• United States

RBOCs: And then there were three (or maybe one)

Mar 13, 20063 mins
AT&TMergers and AcquisitionsNetworking

In 1984 the old AT&T monolith was broken up into seven RBOCs and a long distance and manufacturing group that retained the AT&T name. A dozen years later a revision of the Telecommunication Act touched off a decade of telecom mergers and divestitures with the result that today there are only four major telecom operating companies providing local, long distance and cellular service in the U.S. A number that will reduce to three if the proposed AT&T acquisition of BellSouth goes through.

That reduction may or may not make any real difference.

I fully expect that the FCC will think that this acquisition does not negatively affect the level of competition for phone service and may, as it has done many times in the past (for example) claim that the deal will “facilitate competition.”

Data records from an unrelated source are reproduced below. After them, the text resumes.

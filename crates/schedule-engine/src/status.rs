//! "Is the hub open right now" answers.

use chrono::{NaiveDate, NaiveTime};
use serde::{Deserialize, Serialize};

use crate::model::TimeRange;
use crate::precedence::{HoursSource, ResolvedDay};
use crate::serde_time::hhmm;

/// Open/closed status of a hub at one local time, with the facts behind it.
#[derive(Debug, Clone, PartialEq, Serialize, Deserialize)]
pub struct OpenStatus {
    pub open: bool,
    /// Open only because auto-close is disabled and closing time has passed.
    pub held_open: bool,
    pub source: HoursSource,
    /// The resolved `[open, close)` hours, absent when the day is closed.
    pub effective_hours: Option<TimeRange>,
    #[serde(rename = "break")]
    pub break_window: Option<TimeRange>,
    /// Human-readable explanation, e.g. an override reason or "Regular hours".
    pub reason: String,
    pub date: NaiveDate,
    #[serde(with = "hhmm")]
    pub local_time: NaiveTime,
}

/// Compare `t` against the day's boundaries.
///
/// With `auto_close_enabled` off, a time at or after closing on a day that had
/// hours still reports open. That only affects this status; slots never extend
/// past closing time.
pub fn evaluate(day: &ResolvedDay, t: NaiveTime, auto_close_enabled: bool) -> OpenStatus {
    let (open, held_open) = match &day.window {
        Some(w) if w.is_open_at(t) => (true, false),
        Some(w) if !auto_close_enabled && t >= w.close => (true, true),
        _ => (false, false),
    };

    let reason = match (day.source, &day.label) {
        (HoursSource::Override | HoursSource::SpecialDay, Some(label)) => label.clone(),
        (HoursSource::None, _) => "No hours configured".to_string(),
        _ if day.is_closed() => "Closed today".to_string(),
        _ if held_open => "After hours (auto-close disabled)".to_string(),
        _ if open => "Regular hours".to_string(),
        _ if day.window.and_then(|w| w.break_window).is_some_and(|b| b.contains(t)) => {
            "On break".to_string()
        }
        _ => "Outside business hours".to_string(),
    };

    OpenStatus {
        open,
        held_open,
        source: day.source,
        effective_hours: day.window.map(|w| w.hours()),
        break_window: day.window.and_then(|w| w.break_window),
        reason,
        date: day.date,
        local_time: t,
    }
}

For once I might agree, at least on part of this conclusion. The acquisition will not harm competition for local phone service between the RBOCs because there is none today. In spite of promises made at the time of the AT&T breakup, none of the Bells seriously tried to invade the geographic territory of the others. They could all merge again into one company and it would not diminish the non-competition in this area.

There has been competition in other areas, specifically long distance and wireless, but neither of those will be impacted much by this deal since the new combined company picks up only one player in each category. There has been some competition for the enterprise market that might be slightly reduced by this acquisition.

The mantra from the FCC over the last few years has been that the real competition will come from alternate technologies. For example, the FCC assumes that cable TV-based voice service will compete with the traditional line-based phone service from the Bells, or that the Bells could offer cable-TV like video services to compete with the cable TV companies. This proposed acquisition gives the FCC another chance to spout that mantra.

Should you care about AT&T buying BellSouth? I do not know. Obviously the gargantuan new company as well as a possible gargantuan Verizon/Qwest combination someday and giant merged cable TV companies that may follow are not going to make it easier for customers’ voices to be heard in Washington, D.C. The bigger these companies get, the more reluctant Washington will be to let them fail and the companies will use that to their advantage.

Many of us have high hopes for the Internet as a competitive force for voice and video, along with data. But unless there are strong regulations requiring network neutrality, the Internet, at least for home use, will just be a captive pipe owned by a telco or cable TV company and will not be a competitive factor (See Father knows best about net neutrality). I see no reason to think that cable TV companies and telcos, both of which have an incentive to try to extort money from content providers, will try to compete on a basis of network openness.

Municipal and wireless ISPs may change the picture, but not soon. For the next decade at least I expect we will have to rely on regulation or the kind hearts of the carriers.

Disclaimer: I’m not sure that even the Harvard med school could find a kind heart in a carrier, but I did not ask them for an opinion so the above is mine.